[Saved data entries]

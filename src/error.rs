use chrono::NaiveDate;
use thiserror::Error;

#[derive(Error, Debug)]
pub enum KpiEngineError {
    #[error("Column mapping rejected: {0}")]
    MappingRejected(String),

    #[error("Financial invariant violation for period {period}: {}", errors.join("; "))]
    InvariantViolation {
        period: NaiveDate,
        errors: Vec<String>,
    },

    #[error("Invalid engine configuration: {0}")]
    InvalidConfig(String),

    #[error("Date calculation error: {0}")]
    DateError(String),

    #[error("Serialization error: {0}")]
    SerializationError(#[from] serde_json::Error),
}

pub type Result<T> = std::result::Result<T, KpiEngineError>;
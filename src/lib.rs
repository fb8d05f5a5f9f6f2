//! # Startup KPI Engine
//!
//! Turns messy company reporting data (spreadsheet exports, payment-processor
//! aggregates, hand-entered corrections) into a canonical monthly series of
//! startup KPIs with provenance, confidence and hard financial invariants.
//!
//! ## Core Concepts
//!
//! - **Untrusted layout hints**: a semantic interpreter proposes which column
//!   holds which field. It never supplies numbers, and every claim is
//!   validated against the grid before anything is read.
//! - **Mechanical numbers**: every value is parsed from a cell, taken from a
//!   processor or manual entry, or derived by a fixed formula.
//! - **Source priority**: each field has a fixed ranking of which origin wins.
//! - **Finance invariants**: burn is never negative, and runway is never
//!   shown for a company that is not burning cash.
//! - **Sanity pass**: retrospective corrections over the whole series that
//!   only add values or lower confidence.
//!
//! ## Example
//!
//! ```rust,ignore
//! use startup_kpi_engine::*;
//!
//! let grid: Grid = vec![
//!     vec!["Month".into(), "MRR".into(), "Net cash flow".into(), "Cash".into()],
//!     vec!["Jan 2024".into(), "$10,000".into(), "(45,000)".into(), "900,000".into()],
//!     vec!["Feb 2024".into(), "$11,200".into(), "(47,500)".into(), "852,500".into()],
//! ];
//!
//! let interpreter = StaticInterpreter::new(
//!     ColumnMappingHint::new(0, Some(0))
//!         .with_claim(1, "mrr")
//!         .with_claim(2, "net_cash_flow")
//!         .with_claim(3, "cash_balance"),
//! );
//!
//! let pipeline = KpiPipeline::new(EngineConfig::default())?;
//! let series = pipeline.run(
//!     &CompanyInput::new("acme", grid),
//!     &Collaborators::new(&interpreter),
//! )?;
//!
//! let latest = series.latest().unwrap();
//! println!("burn {:?}", latest.value(FieldName::BurnRate));
//! ```

pub mod arr;
pub mod column_mapper;
pub mod config;
pub mod derived;
pub mod error;
pub mod finance_rules;
pub mod merger;
pub mod parser;
pub mod pipeline;
pub mod sanity;
pub mod schema;
pub mod utils;

pub use arr::classify_arr;
pub use column_mapper::{map_columns, ColumnMapper, MappedGrid, ValidatedMapping};
pub use config::EngineConfig;
pub use derived::{fill_gaps, fill_series, growth_pct, refresh_series_growth};
pub use error::{KpiEngineError, Result};
pub use finance_rules::{
    apply_finance_rules, apply_to_row, validate, FinanceMetrics, FinanceOutcome, ValidationResult,
};
pub use merger::{merge, SourceMerger};
pub use parser::{parse_cell, parse_value, ParsedNumber, PercentMode, Sign};
pub use pipeline::{
    normalize_company, Collaborators, CompanyInput, JsonHintInterpreter, KpiPipeline,
    SemanticInterpreter, StaticInterpreter,
};
pub use sanity::{post_process, Evidence, PostProcessed};
pub use schema::*;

What to do –
The number of lines in the data that hold "NaiveDate" is all that should be given.

Task answer –
2